## WHAT TO PRODUCE
In the data that follows, every line containing the word "DemandKind" should be returned.

## RECORDS FOR THIS EXERCISE
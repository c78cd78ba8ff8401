//! Diagnostics infrastructure for tracking issues during solves and imports.
//!
//! A solve or a metric import can complete while still having something to
//! say: a fallback engaged, a row skipped, a pricing row missing. Those
//! messages are collected here as machine-readable entries rather than log
//! lines, so collaborators can render them.
//!
//! # Example
//!
//! ```
//! use bng_core::diagnostics::{Diagnostics, Severity};
//!
//! let mut diag = Diagnostics::new();
//! diag.add_warning("solver", "MIP timed out, greedy fallback engaged");
//! diag.add_error_with_entity("pricing", "no price row at requested size", "Bank BK01");
//!
//! assert_eq!(diag.warning_count(), 1);
//! assert_eq!(diag.error_count(), 1);
//! ```

use serde::Serialize;

/// Severity level for diagnostic issues.
#[derive(Debug, Clone, Copy, PartialEq, Eq, Serialize)]
#[serde(rename_all = "lowercase")]
pub enum Severity {
    /// Unusual but the operation continued (e.g. fallback engaged).
    Warning,
    /// Could not complete an element or operation.
    Error,
}

/// A single diagnostic issue.
#[derive(Debug, Clone, Serialize)]
pub struct DiagnosticIssue {
    pub severity: Severity,
    /// Category for grouping: "solver", "pricing", "geography", "metric", ...
    pub category: String,
    pub message: String,
    /// Optional row number for workbook-based operations.
    #[serde(skip_serializing_if = "Option::is_none")]
    pub row: Option<usize>,
    /// Optional entity reference (e.g. "Bank BK01", "demand 2").
    #[serde(skip_serializing_if = "Option::is_none")]
    pub entity: Option<String>,
}

impl DiagnosticIssue {
    pub fn new(severity: Severity, category: impl Into<String>, message: impl Into<String>) -> Self {
        Self {
            severity,
            category: category.into(),
            message: message.into(),
            row: None,
            entity: None,
        }
    }

    pub fn with_row(mut self, row: usize) -> Self {
        self.row = Some(row);
        self
    }

    pub fn with_entity(mut self, entity: impl Into<String>) -> Self {
        self.entity = Some(entity.into());
        self
    }
}

impl std::fmt::Display for DiagnosticIssue {
    fn fmt(&self, f: &mut std::fmt::Formatter<'_>) -> std::fmt::Result {
        let severity = match self.severity {
            Severity::Warning => "warning",
            Severity::Error => "error",
        };
        write!(f, "[{}:{}] {}", severity, self.category, self.message)?;
        if let Some(entity) = &self.entity {
            write!(f, " ({})", entity)?;
        }
        if let Some(row) = self.row {
            write!(f, " at row {}", row)?;
        }
        Ok(())
    }
}

/// Collection of diagnostic issues for one operation.
#[derive(Debug, Clone, Default, Serialize)]
pub struct Diagnostics {
    #[serde(skip_serializing_if = "Vec::is_empty")]
    pub issues: Vec<DiagnosticIssue>,
}

impl Diagnostics {
    pub fn new() -> Self {
        Self::default()
    }

    pub fn add_warning(&mut self, category: impl Into<String>, message: impl Into<String>) {
        self.issues
            .push(DiagnosticIssue::new(Severity::Warning, category, message));
    }

    pub fn add_error(&mut self, category: impl Into<String>, message: impl Into<String>) {
        self.issues
            .push(DiagnosticIssue::new(Severity::Error, category, message));
    }

    pub fn add_warning_with_entity(
        &mut self,
        category: impl Into<String>,
        message: impl Into<String>,
        entity: impl Into<String>,
    ) {
        self.issues.push(
            DiagnosticIssue::new(Severity::Warning, category, message).with_entity(entity),
        );
    }

    pub fn add_error_with_entity(
        &mut self,
        category: impl Into<String>,
        message: impl Into<String>,
        entity: impl Into<String>,
    ) {
        self.issues
            .push(DiagnosticIssue::new(Severity::Error, category, message).with_entity(entity));
    }

    pub fn push(&mut self, issue: DiagnosticIssue) {
        self.issues.push(issue);
    }

    /// Fold another collection into this one, preserving order.
    pub fn merge(&mut self, other: Diagnostics) {
        self.issues.extend(other.issues);
    }

    pub fn warning_count(&self) -> usize {
        self.issues
            .iter()
            .filter(|i| i.severity == Severity::Warning)
            .count()
    }

    pub fn error_count(&self) -> usize {
        self.issues
            .iter()
            .filter(|i| i.severity == Severity::Error)
            .count()
    }

    pub fn has_errors(&self) -> bool {
        self.error_count() > 0
    }

    pub fn is_empty(&self) -> bool {
        self.issues.is_empty()
    }
}

#[cfg(test)]
mod tests {
    use super::*;

    #[test]
    fn counts_by_severity() {
        let mut diag = Diagnostics::new();
        diag.add_warning("solver", "fallback engaged");
        diag.add_warning("geography", "watercourse tiering uses LPA/NCA");
        diag.add_error("metric", "header row not found");
        assert_eq!(diag.warning_count(), 2);
        assert_eq!(diag.error_count(), 1);
        assert!(diag.has_errors());
    }

    #[test]
    fn display_includes_entity_and_row() {
        let issue = DiagnosticIssue::new(Severity::Error, "metric", "unknown habitat")
            .with_entity("Wet woodland")
            .with_row(14);
        let text = issue.to_string();
        assert!(text.contains("[error:metric]"));
        assert!(text.contains("Wet woodland"));
        assert!(text.contains("row 14"));
    }

    #[test]
    fn merge_preserves_order() {
        let mut a = Diagnostics::new();
        a.add_warning("solver", "first");
        let mut b = Diagnostics::new();
        b.add_warning("solver", "second");
        a.merge(b);
        assert_eq!(a.issues[0].message, "first");
        assert_eq!(a.issues[1].message, "second");
    }
}
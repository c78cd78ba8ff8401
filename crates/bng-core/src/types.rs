//! Core domain types for the BNG allocation engine.
//!
//! Everything here is a closed enum or a plain record. Stringly-typed fields
//! from upstream data sources are parsed into these types at the boundary
//! (reference-table construction, metric import) so the rest of the engine
//! never re-validates them.

use serde::{Deserialize, Serialize};

/// Spatial relation of a habitat bank to the target development site.
#[derive(Debug, Clone, Copy, PartialEq, Eq, PartialOrd, Ord, Hash, Serialize, Deserialize)]
#[serde(rename_all = "lowercase")]
pub enum Tier {
    Local,
    Adjacent,
    Far,
}

impl Tier {
    pub const ALL: [Tier; 3] = [Tier::Local, Tier::Adjacent, Tier::Far];

    /// Rank used by the proximity tie-break objective: closer is better.
    pub fn proximity_rank(self) -> f64 {
        match self {
            Tier::Local => 0.0,
            Tier::Adjacent => 1.0,
            Tier::Far => 2.0,
        }
    }

    pub fn as_str(self) -> &'static str {
        match self {
            Tier::Local => "local",
            Tier::Adjacent => "adjacent",
            Tier::Far => "far",
        }
    }
}

impl std::fmt::Display for Tier {
    fn fmt(&self, f: &mut std::fmt::Formatter<'_>) -> std::fmt::Result {
        f.write_str(self.as_str())
    }
}

/// Pricing band driven by total quote units.
#[derive(Debug, Clone, Copy, PartialEq, Eq, PartialOrd, Ord, Hash, Serialize, Deserialize)]
#[serde(rename_all = "lowercase")]
pub enum ContractSize {
    Fractional,
    Small,
    Medium,
    Large,
}

impl ContractSize {
    pub const ALL: [ContractSize; 4] = [
        ContractSize::Fractional,
        ContractSize::Small,
        ContractSize::Medium,
        ContractSize::Large,
    ];

    /// The next band up, if one exists (`large` has none).
    pub fn step_up(self) -> Option<ContractSize> {
        match self {
            ContractSize::Fractional => Some(ContractSize::Small),
            ContractSize::Small => Some(ContractSize::Medium),
            ContractSize::Medium => Some(ContractSize::Large),
            ContractSize::Large => None,
        }
    }

    pub fn as_str(self) -> &'static str {
        match self {
            ContractSize::Fractional => "fractional",
            ContractSize::Small => "small",
            ContractSize::Medium => "medium",
            ContractSize::Large => "large",
        }
    }
}

impl std::fmt::Display for ContractSize {
    fn fmt(&self, f: &mut std::fmt::Formatter<'_>) -> std::fmt::Result {
        f.write_str(self.as_str())
    }
}

/// Ordered ecological-quality tier. `Ord` follows ecological ordering:
/// `VeryLow < Low < Medium < High < VeryHigh`.
#[derive(Debug, Clone, Copy, PartialEq, Eq, PartialOrd, Ord, Hash, Serialize, Deserialize)]
pub enum Distinctiveness {
    #[serde(rename = "Very Low")]
    VeryLow,
    Low,
    Medium,
    High,
    #[serde(rename = "Very High")]
    VeryHigh,
}

impl Distinctiveness {
    pub const ALL: [Distinctiveness; 5] = [
        Distinctiveness::VeryLow,
        Distinctiveness::Low,
        Distinctiveness::Medium,
        Distinctiveness::High,
        Distinctiveness::VeryHigh,
    ];

    pub fn as_str(self) -> &'static str {
        match self {
            Distinctiveness::VeryLow => "Very Low",
            Distinctiveness::Low => "Low",
            Distinctiveness::Medium => "Medium",
            Distinctiveness::High => "High",
            Distinctiveness::VeryHigh => "Very High",
        }
    }

    /// Parse a distinctiveness name tolerantly (case and internal whitespace
    /// are ignored, so `"very  HIGH"` parses).
    pub fn parse(name: &str) -> Option<Distinctiveness> {
        let folded: String = name
            .split_whitespace()
            .collect::<Vec<_>>()
            .join(" ")
            .to_ascii_lowercase();
        match folded.as_str() {
            "very low" | "v.low" | "vlow" => Some(Distinctiveness::VeryLow),
            "low" => Some(Distinctiveness::Low),
            "medium" => Some(Distinctiveness::Medium),
            "high" => Some(Distinctiveness::High),
            "very high" | "v.high" | "vhigh" => Some(Distinctiveness::VeryHigh),
            _ => None,
        }
    }
}

impl std::fmt::Display for Distinctiveness {
    fn fmt(&self, f: &mut std::fmt::Formatter<'_>) -> std::fmt::Result {
        f.write_str(self.as_str())
    }
}

/// Macro-partition of all habitats. Trading never crosses umbrella types.
#[derive(Debug, Clone, Copy, PartialEq, Eq, Hash, Serialize, Deserialize)]
#[serde(rename_all = "lowercase")]
pub enum UmbrellaType {
    Area,
    Hedgerow,
    Watercourse,
}

impl UmbrellaType {
    pub const ALL: [UmbrellaType; 3] = [
        UmbrellaType::Area,
        UmbrellaType::Hedgerow,
        UmbrellaType::Watercourse,
    ];

    pub fn as_str(self) -> &'static str {
        match self {
            UmbrellaType::Area => "area",
            UmbrellaType::Hedgerow => "hedgerow",
            UmbrellaType::Watercourse => "watercourse",
        }
    }

    pub fn parse(name: &str) -> Option<UmbrellaType> {
        match name.trim().to_ascii_lowercase().as_str() {
            "area" => Some(UmbrellaType::Area),
            "hedgerow" | "hedgerows" => Some(UmbrellaType::Hedgerow),
            "watercourse" | "watercourses" => Some(UmbrellaType::Watercourse),
            _ => None,
        }
    }
}

impl std::fmt::Display for UmbrellaType {
    fn fmt(&self, f: &mut std::fmt::Formatter<'_>) -> std::fmt::Result {
        f.write_str(self.as_str())
    }
}

/// Promoter discount kind resolved by the caller before `solve()`.
#[derive(Debug, Clone, Copy, PartialEq, Eq, Serialize, Deserialize, Default)]
#[serde(rename_all = "snake_case")]
pub enum PromoterKind {
    #[default]
    None,
    TierUp,
    Percentage,
    NoDiscount,
}

/// Promoter discount parameters. `value` is only meaningful for
/// [`PromoterKind::Percentage`], where it is the discount in percent.
#[derive(Debug, Clone, Copy, PartialEq, Serialize, Deserialize, Default)]
pub struct Promoter {
    pub kind: PromoterKind,
    pub value: Option<f64>,
}

impl Promoter {
    pub fn none() -> Self {
        Self::default()
    }

    pub fn tier_up() -> Self {
        Self { kind: PromoterKind::TierUp, value: None }
    }

    pub fn percentage(pct: f64) -> Self {
        Self { kind: PromoterKind::Percentage, value: Some(pct) }
    }

    /// Multiplicative price factor for percentage discounts, 1.0 otherwise.
    pub fn price_factor(&self) -> f64 {
        match self.kind {
            PromoterKind::Percentage => 1.0 - self.value.unwrap_or(0.0) / 100.0,
            _ => 1.0,
        }
    }
}

/// How an allocation row satisfies its demand.
#[derive(Debug, Clone, Copy, PartialEq, Eq, Hash, Serialize, Deserialize)]
#[serde(rename_all = "lowercase")]
pub enum AllocationType {
    Normal,
    Paired,
}

impl AllocationType {
    pub fn as_str(self) -> &'static str {
        match self {
            AllocationType::Normal => "normal",
            AllocationType::Paired => "paired",
        }
    }
}

/// A habitat bank offering units for sale.
#[derive(Debug, Clone, PartialEq, Serialize, Deserialize)]
pub struct Bank {
    /// Opaque identity.
    pub bank_id: String,
    /// Short human code used in quotes.
    pub bank_key: String,
    pub bank_name: String,
    /// Authoritative local planning authority name.
    pub lpa_name: String,
    /// Authoritative national character area name.
    pub nca_name: String,
    pub lat: f64,
    pub lon: f64,
}

/// One habitat catalogue entry. `habitat_name` is the unique key.
#[derive(Debug, Clone, PartialEq, Serialize, Deserialize)]
pub struct HabitatInfo {
    pub habitat_name: String,
    /// Ecological family, constrains Medium-tier like-for-like trading.
    pub broad_group: String,
    pub distinctiveness: Distinctiveness,
    pub umbrella: UmbrellaType,
}

/// A capacity-bearing stock resource. Multiple rows for the same
/// (bank, habitat) are distinct resources with independent capacity.
#[derive(Debug, Clone, PartialEq, Serialize, Deserialize)]
pub struct StockRow {
    pub bank_id: String,
    pub habitat_name: String,
    pub stock_id: String,
    pub quantity_available: f64,
}

/// One price point. Absence of a row makes the option illegal.
#[derive(Debug, Clone, PartialEq, Serialize, Deserialize)]
pub struct PriceRow {
    pub bank_id: String,
    pub habitat_name: String,
    pub contract_size: ContractSize,
    pub tier: Tier,
    /// GBP per effective unit.
    pub price: f64,
}

/// Explicit substitution: when any rule exists for a demand habitat, only the
/// listed supply habitats may offset it.
#[derive(Debug, Clone, PartialEq, Serialize, Deserialize)]
pub struct TradingRule {
    pub demand_habitat: String,
    pub allowed_supply_habitat: String,
}

/// Named row of the distinctiveness-levels reference table.
#[derive(Debug, Clone, PartialEq, Serialize, Deserialize)]
pub struct DistinctivenessLevelRow {
    pub name: String,
    pub level_value: i64,
}

/// Spatial risk multipliers: raw stock units drawn per effective unit of
/// demand satisfied at each tier.
#[derive(Debug, Clone, Copy, PartialEq, Serialize, Deserialize)]
pub struct SrmTable {
    pub local: f64,
    pub adjacent: f64,
    pub far: f64,
}

impl SrmTable {
    pub fn multiplier(&self, tier: Tier) -> f64 {
        match tier {
            Tier::Local => self.local,
            Tier::Adjacent => self.adjacent,
            Tier::Far => self.far,
        }
    }
}

impl Default for SrmTable {
    fn default() -> Self {
        // Canonical DEFRA values.
        Self { local: 1.0, adjacent: 4.0 / 3.0, far: 2.0 }
    }
}

/// What a demand row stands for.
#[derive(Debug, Clone, PartialEq, Serialize, Deserialize)]
#[serde(rename_all = "snake_case", tag = "kind")]
pub enum DemandKind {
    /// Loss of a named habitat.
    Habitat,
    /// Headline net-gain shortfall expressed as a pseudo-habitat that
    /// absorbs any same-umbrella supply passing the net-gain rule.
    NetGain { pct: f64 },
}

/// One unit of residual off-site demand.
#[derive(Debug, Clone, PartialEq, Serialize, Deserialize)]
pub struct DemandRow {
    pub habitat_name: String,
    pub units_required: f64,
    pub umbrella: UmbrellaType,
    pub kind: DemandKind,
}

impl DemandRow {
    pub fn habitat(habitat_name: impl Into<String>, units_required: f64, umbrella: UmbrellaType) -> Self {
        Self {
            habitat_name: habitat_name.into(),
            units_required,
            umbrella,
            kind: DemandKind::Habitat,
        }
    }

    /// Synthetic headline demand, rendered `"Net Gain (X%)"`.
    pub fn net_gain(pct: f64, units_required: f64, umbrella: UmbrellaType) -> Self {
        Self {
            habitat_name: net_gain_label(pct),
            units_required,
            umbrella,
            kind: DemandKind::NetGain { pct },
        }
    }

    pub fn is_net_gain(&self) -> bool {
        matches!(self.kind, DemandKind::NetGain { .. })
    }
}

/// Display label for the headline pseudo-habitat. Whole-number percentages
/// drop the decimal point: `net_gain_label(10.0) == "Net Gain (10%)"`.
pub fn net_gain_label(pct: f64) -> String {
    if (pct - pct.round()).abs() < 1e-9 {
        format!("Net Gain ({}%)", pct.round() as i64)
    } else {
        format!("Net Gain ({}%)", pct)
    }
}

#[cfg(test)]
mod tests {
    use super::*;

    #[test]
    fn distinctiveness_is_ecologically_ordered() {
        assert!(Distinctiveness::VeryLow < Distinctiveness::Low);
        assert!(Distinctiveness::Low < Distinctiveness::Medium);
        assert!(Distinctiveness::Medium < Distinctiveness::High);
        assert!(Distinctiveness::High < Distinctiveness::VeryHigh);
    }

    #[test]
    fn distinctiveness_parses_tolerantly() {
        assert_eq!(Distinctiveness::parse("very  HIGH"), Some(Distinctiveness::VeryHigh));
        assert_eq!(Distinctiveness::parse(" Medium "), Some(Distinctiveness::Medium));
        assert_eq!(Distinctiveness::parse("bogus"), None);
    }

    #[test]
    fn contract_size_steps_up_in_order() {
        assert_eq!(ContractSize::Fractional.step_up(), Some(ContractSize::Small));
        assert_eq!(ContractSize::Small.step_up(), Some(ContractSize::Medium));
        assert_eq!(ContractSize::Medium.step_up(), Some(ContractSize::Large));
        assert_eq!(ContractSize::Large.step_up(), None);
    }

    #[test]
    fn srm_defaults_are_canonical() {
        let srm = SrmTable::default();
        assert_eq!(srm.multiplier(Tier::Local), 1.0);
        assert!((srm.multiplier(Tier::Adjacent) - 4.0 / 3.0).abs() < 1e-12);
        assert_eq!(srm.multiplier(Tier::Far), 2.0);
    }

    #[test]
    fn net_gain_label_formats_whole_percentages() {
        assert_eq!(net_gain_label(10.0), "Net Gain (10%)");
        assert_eq!(net_gain_label(12.5), "Net Gain (12.5%)");
    }

    #[test]
    fn percentage_promoter_price_factor() {
        let p = Promoter::percentage(15.0);
        assert!((p.price_factor() - 0.85).abs() < 1e-12);
        assert_eq!(Promoter::tier_up().price_factor(), 1.0);
    }

    #[test]
    fn enums_serialize_to_wire_names() {
        assert_eq!(serde_json::to_string(&Tier::Adjacent).unwrap(), "\"adjacent\"");
        assert_eq!(serde_json::to_string(&ContractSize::Fractional).unwrap(), "\"fractional\"");
        assert_eq!(
            serde_json::to_string(&Distinctiveness::VeryHigh).unwrap(),
            "\"Very High\""
        );
        assert_eq!(serde_json::to_string(&UmbrellaType::Watercourse).unwrap(), "\"watercourse\"");
    }
}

## RESPONSE TO THE TASK
pub enum DemandKind {
    pub kind: DemandKind,
            kind: DemandKind::Habitat,
            kind: DemandKind::NetGain { pct },
        matches!(self.kind, DemandKind::NetGain { .. })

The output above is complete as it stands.